_Task_.
The answer must be every line below that contains the string "else".

_Information given_.

//! Message classification by keyword patterns. Never calls the backend.

use regex_lite::Regex;
use serde::Serialize;
use std::sync::LazyLock;

/// Only this many characters of a message are inspected.
pub const INSPECTION_WINDOW: usize = 1024;

#[derive(Debug, Clone, Copy, PartialEq, Eq, Serialize)]
#[serde(rename_all = "lowercase")]
pub enum Polarity {
    Hello,
    Bye,
}

#[derive(Debug, Clone, Copy, PartialEq, Eq, Serialize)]
#[serde(tag = "kind", content = "polarity", rename_all = "snake_case")]
pub enum Classification {
    Greeting(Polarity),
    OutOfScope,
    NeedsContext,
    General,
}

static GREETING: LazyLock<Regex> = LazyLock::new(|| {
    Regex::new(
        r"\b(?:hello|hi|hey|greetings|good (?:morning|afternoon|evening)|sup|yo|sorry|apologies|oops|my bad|bye|goodbye|see you|farewell)\b",
    )
    .expect("valid regex")
});

static FAREWELL: LazyLock<Regex> = LazyLock::new(|| {
    Regex::new(r"\b(?:bye|goodbye|see you|farewell)\b").expect("valid regex")
});

/// Entertainment, personal-life and small-talk topics.
pub const OUT_OF_SCOPE_KEYWORDS: &[&str] = &[
    "singing",
    "cooking",
    "music",
    "art",
    "hobbies",
    "personal life",
    "favorite food",
    "what is love",
    "meaning of life",
    "how are you feeling",
    "what do you think about",
    "who are you",
    "tell me about yourself",
    "weather",
    "politics",
    "movie",
    "movies",
    "book",
    "books",
    "sports",
    "game",
    "games",
    "song",
    "songs",
    "entertainment",
    "tell me a story",
    "joke",
    "jokes",
    "what to do today",
    "how was your day",
];

/// The portfolio subject and his work. Matched as word prefixes, so
/// "projects" and "skills" hit "project" and "skill".
pub const DOMAIN_KEYWORDS: &[&str] = &[
    "vazeer",
    "portfolio",
    "resume",
    "project",
    "skill",
    "experience",
    "education",
    "certification",
    "covid-19",
    "house price",
    "chat assistant",
    "visualization",
    "navigation",
    "chat bot",
    "swecha",
];

fn alternation(keywords: &[String]) -> String {
    keywords
        .iter()
        .map(|k| regex_lite::escape(k))
        .collect::<Vec<_>>()
        .join("|")
}

fn compile(keywords: &[String], trailing_boundary: bool) -> Option<Regex> {
    if keywords.is_empty() {
        return None;
    }
    let tail = if trailing_boundary { r"\b" } else { "" };
    Regex::new(&format!(r"\b(?:{}){tail}", alternation(keywords))).ok()
}

fn lowered(keywords: impl IntoIterator<Item = impl AsRef<str>>) -> Vec<String> {
    keywords
        .into_iter()
        .map(|k| k.as_ref().trim().to_lowercase())
        .filter(|k| !k.is_empty())
        .collect()
}

/// Pure, deterministic message classifier.
#[derive(Debug, Clone)]
pub struct Classifier {
    out_of_scope: Option<Regex>,
    domain: Option<Regex>,
}

impl Classifier {
    /// Build with the built-in keyword sets extended by extra terms.
    pub fn new(extra_domain: &[String], extra_out_of_scope: &[String]) -> Self {
        let out_of_scope = lowered(
            OUT_OF_SCOPE_KEYWORDS
                .iter()
                .copied()
                .chain(extra_out_of_scope.iter().map(String::as_str)),
        );
        let domain = lowered(
            DOMAIN_KEYWORDS
                .iter()
                .copied()
                .chain(extra_domain.iter().map(String::as_str)),
        );
        Self {
            out_of_scope: compile(&out_of_scope, true),
            domain: compile(&domain, false),
        }
    }

    pub fn classify(&self, message: &str) -> Classification {
        let window: String = message.chars().take(INSPECTION_WINDOW).collect();
        let text = window.to_lowercase();

        if GREETING.is_match(&text) {
            let polarity = if FAREWELL.is_match(&text) {
                Polarity::Bye
            } else {
                Polarity::Hello
            };
            return Classification::Greeting(polarity);
        }

        if self.out_of_scope.as_ref().is_some_and(|re| re.is_match(&text)) {
            return Classification::OutOfScope;
        }

        if self.domain.as_ref().is_some_and(|re| re.is_match(&text)) {
            return Classification::NeedsContext;
        }

        Classification::General
    }
}

impl Default for Classifier {
    fn default() -> Self {
        Self::new(&[], &[])
    }
}

#[cfg(test)]
mod tests {
    use super::*;

    fn classify(msg: &str) -> Classification {
        Classifier::default().classify(msg)
    }

    #[test]
    fn reference_cases() {
        assert_eq!(classify("Hello there"), Classification::Greeting(Polarity::Hello));
        assert_eq!(classify("goodbye for now"), Classification::Greeting(Polarity::Bye));
        assert_eq!(classify("what's your favorite movie"), Classification::OutOfScope);
        assert_eq!(
            classify("tell me about your skills, Vazeer"),
            Classification::NeedsContext
        );
        assert_eq!(classify("explain a for loop"), Classification::General);
    }

    #[test]
    fn greeting_needs_word_boundary() {
        // "hi" inside "this" or "which" is not a greeting.
        assert_eq!(classify("which algorithm is this"), Classification::General);
        assert_eq!(classify("HI!"), Classification::Greeting(Polarity::Hello));
        assert_eq!(classify("sorry, my mistake"), Classification::Greeting(Polarity::Hello));
        assert_eq!(classify("Good evening"), Classification::Greeting(Polarity::Hello));
        assert_eq!(classify("ok see you later"), Classification::Greeting(Polarity::Bye));
    }

    #[test]
    fn greeting_beats_scope_rules() {
        assert_eq!(
            classify("hi, what movies does Vazeer like"),
            Classification::Greeting(Polarity::Hello)
        );
    }

    #[test]
    fn out_of_scope_beats_domain() {
        assert_eq!(classify("does vazeer like cooking"), Classification::OutOfScope);
    }

    #[test]
    fn out_of_scope_respects_boundaries() {
        // "art" must not fire inside "start" or "artificial".
        assert_eq!(classify("how do I start with artificial intelligence"), Classification::General);
        assert_eq!(classify("recommend some books"), Classification::OutOfScope);
    }

    #[test]
    fn domain_matches_prefixes() {
        assert_eq!(classify("list his projects"), Classification::NeedsContext);
        assert_eq!(classify("COVID-19 dashboard details"), Classification::NeedsContext);
        assert_eq!(classify("what certifications are there"), Classification::NeedsContext);
    }

    #[test]
    fn extra_keywords_from_config() {
        let c = Classifier::new(&["Rustacean".into()], &["crypto".into()]);
        assert_eq!(c.classify("is he a rustacean"), Classification::NeedsContext);
        assert_eq!(c.classify("thoughts on crypto"), Classification::OutOfScope);
    }

    #[test]
    fn only_window_is_inspected() {
        let mut msg = "x".repeat(INSPECTION_WINDOW);
        msg.push_str(" hello");
        assert_eq!(classify(&msg), Classification::General);
    }

    #[test]
    fn deterministic() {
        let c = Classifier::default();
        for msg in ["hey", "weather today?", "resume please", "what is a trait"] {
            assert_eq!(c.classify(msg), c.classify(msg));
        }
    }
}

_Answer box_.
    let tail = if trailing_boundary { r"\b" } else { "" };
            } else {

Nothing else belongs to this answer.